One in every hundred people who develop DVT dies. Treatment of DVT and PE is with blood-thinning drugs or anticoagulants, including warfarin and heparin. Aspirin in low doses also acts as a blood thinning drug and is used to prevent clotting conditions in the arteries like coronary thrombosis. Its benefit in preventing DVT is debatable. DVT combined with PE or other blood clots is often referred to as Venous Thrombo-Embolism or VTE.

What are the symptoms?

Symptoms may vary widely. A mild case may have no symptoms.
When symptoms do occur, they could include the following:

  • Tenderness and redness in the affected area

  • Pain and swelling in areas drained by the vein where the blood clot is located

  • Fever

  • Cramps

  • Rapid heart beat

  • Sudden, unexplained cough

  • Joint pain and soreness

    Am I at risk?

    If you have at least one of the following conditions, you may be at higher risk:

    • Over the age of 60

    • Recent accident, surgery, or other trauma

    • Coronary artery disease

    • Smoking

    • Pregnancy

    • Obesity

    • Use of oral contraceptives

    • Family history of clotting problems

    What can I do about it?

    There are several things that you can do to reduce your risk:

    • Wear clothing that may help your circulation

    • wear graduated compression stockings (TEDs). This is important for travelers who have other risk factors for DVT

    • Get up and move around at least once an hour

    • If you have to remain seated, flex your ankles and move your feet in a circular motion.
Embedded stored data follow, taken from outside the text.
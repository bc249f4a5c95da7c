#![forbid(unsafe_code)]

//! Decides whether a delegate may act for a delegator on one request.

use std::fmt::{Display, Formatter};
use std::str::FromStr;
use std::sync::Arc;

use delegation_proxy_core::graph::{as_subject, contains, named, objects, subjects};
use delegation_proxy_core::vocab::{
    http_method_iri, FROG_ACCESS, FROG_HTTP_METHOD, FROG_URI, ORG_HAS_MEMBER, ORG_HELD_BY,
    ORG_ROLE,
};
use delegation_proxy_core::DocumentFetcher;
use oxrdf::{Graph, SubjectRef, TermRef};

/// Which relation grants access.
#[derive(Debug, Clone, PartialEq, Eq, Default)]
pub enum AccessPolicy {
    /// `<delegator> org:hasMember <delegate>` in the delegator's profile.
    #[default]
    Membership,
    /// A role held by the delegate grants the request's method on the exact
    /// request URI. Grants are read from `document`, or from the delegator's
    /// profile when unset.
    RoleGrant { document: Option<String> },
}

impl AccessPolicy {
    #[must_use]
    pub fn mode(&self) -> &'static str {
        match self {
            Self::Membership => "membership",
            Self::RoleGrant { .. } => "role-grant",
        }
    }
}

impl Display for AccessPolicy {
    fn fmt(&self, f: &mut Formatter<'_>) -> std::fmt::Result {
        f.write_str(self.mode())
    }
}

#[derive(Debug, thiserror::Error, Clone, PartialEq, Eq)]
#[error("unknown policy mode {0:?}; expected \"membership\" or \"role-grant\"")]
pub struct UnknownPolicyMode(pub String);

impl FromStr for AccessPolicy {
    type Err = UnknownPolicyMode;

    fn from_str(value: &str) -> Result<Self, Self::Err> {
        match value.trim() {
            "membership" => Ok(Self::Membership),
            "role-grant" => Ok(Self::RoleGrant { document: None }),
            other => Err(UnknownPolicyMode(other.to_owned())),
        }
    }
}

pub struct PolicyEvaluator {
    documents: Arc<dyn DocumentFetcher>,
    policy: AccessPolicy,
}

impl PolicyEvaluator {
    #[must_use]
    pub fn new(documents: Arc<dyn DocumentFetcher>, policy: AccessPolicy) -> Self {
        Self { documents, policy }
    }

    #[must_use]
    pub fn policy(&self) -> &AccessPolicy {
        &self.policy
    }

    /// Fails closed: a document that cannot be fetched or parsed denies.
    pub async fn is_authorized(
        &self,
        delegator: &str,
        delegate: &str,
        uri: &str,
        method: &str,
    ) -> bool {
        let source = match &self.policy {
            AccessPolicy::Membership => delegator,
            AccessPolicy::RoleGrant { document } => document.as_deref().unwrap_or(delegator),
        };
        let graph = match self.documents.fetch_graph(source).await {
            Ok(graph) => graph,
            Err(error) => {
                tracing::warn!(document = source, %error, "policy document unavailable, denying");
                return false;
            }
        };

        let allowed = match &self.policy {
            AccessPolicy::Membership => contains(&graph, delegator, ORG_HAS_MEMBER, delegate),
            AccessPolicy::RoleGrant { .. } => role_grants(&graph, delegate, uri, method),
        };
        tracing::debug!(
            policy = %self.policy,
            delegator,
            delegate,
            uri,
            method,
            allowed,
            "evaluated policy"
        );
        allowed
    }
}

/// `?post org:heldBy <delegate>; org:role ?role. ?role frog:access ?grant.
/// ?grant frog:httpMethod <method>; frog:uri <uri>.`
fn role_grants(graph: &Graph, delegate: &str, uri: &str, method: &str) -> bool {
    subjects(graph, ORG_HELD_BY, delegate)
        .into_iter()
        .flat_map(|post| follow(graph, post, ORG_ROLE))
        .flat_map(|role| follow(graph, role, FROG_ACCESS))
        .any(|grant| {
            objects(graph, grant, FROG_HTTP_METHOD)
                .into_iter()
                .any(|term| method_matches(term, method))
                && objects(graph, grant, FROG_URI)
                    .into_iter()
                    .any(|term| term_value(term) == Some(uri))
        })
}

fn follow<'g>(graph: &'g Graph, subject: SubjectRef<'g>, predicate: &str) -> Vec<SubjectRef<'g>> {
    objects(graph, subject, predicate)
        .into_iter()
        .filter_map(as_subject)
        .collect()
}

fn method_matches(term: TermRef<'_>, method: &str) -> bool {
    match term {
        TermRef::Literal(literal) => literal.value() == method,
        TermRef::NamedNode(node) => node == named(&http_method_iri(method)),
        _ => false,
    }
}

fn term_value(term: TermRef<'_>) -> Option<&str> {
    match term {
        TermRef::NamedNode(node) => Some(node.as_str()),
        TermRef::Literal(literal) => Some(literal.value()),
        _ => None,
    }
}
    • Drink plenty of water before and during the flight

    • Limit your in-flight alcohol consumption

    • Don't cross your legs or ankles

    • Seek medical advice before traveling if you feel that you may be at risk

    Some doctors recommend taking aspirin before traveling because of its blood thinning effects. But it is not suitable for children and can have side effects. If in doubt, seek advice from a pharmacist or doctor.

    People who have one or more of the risk factors mentioned earlier should seek medical advice before traveling.

    Anyone who develops swelling or pain in the leg, or breathing problems after traveling should seek medical advice urgently.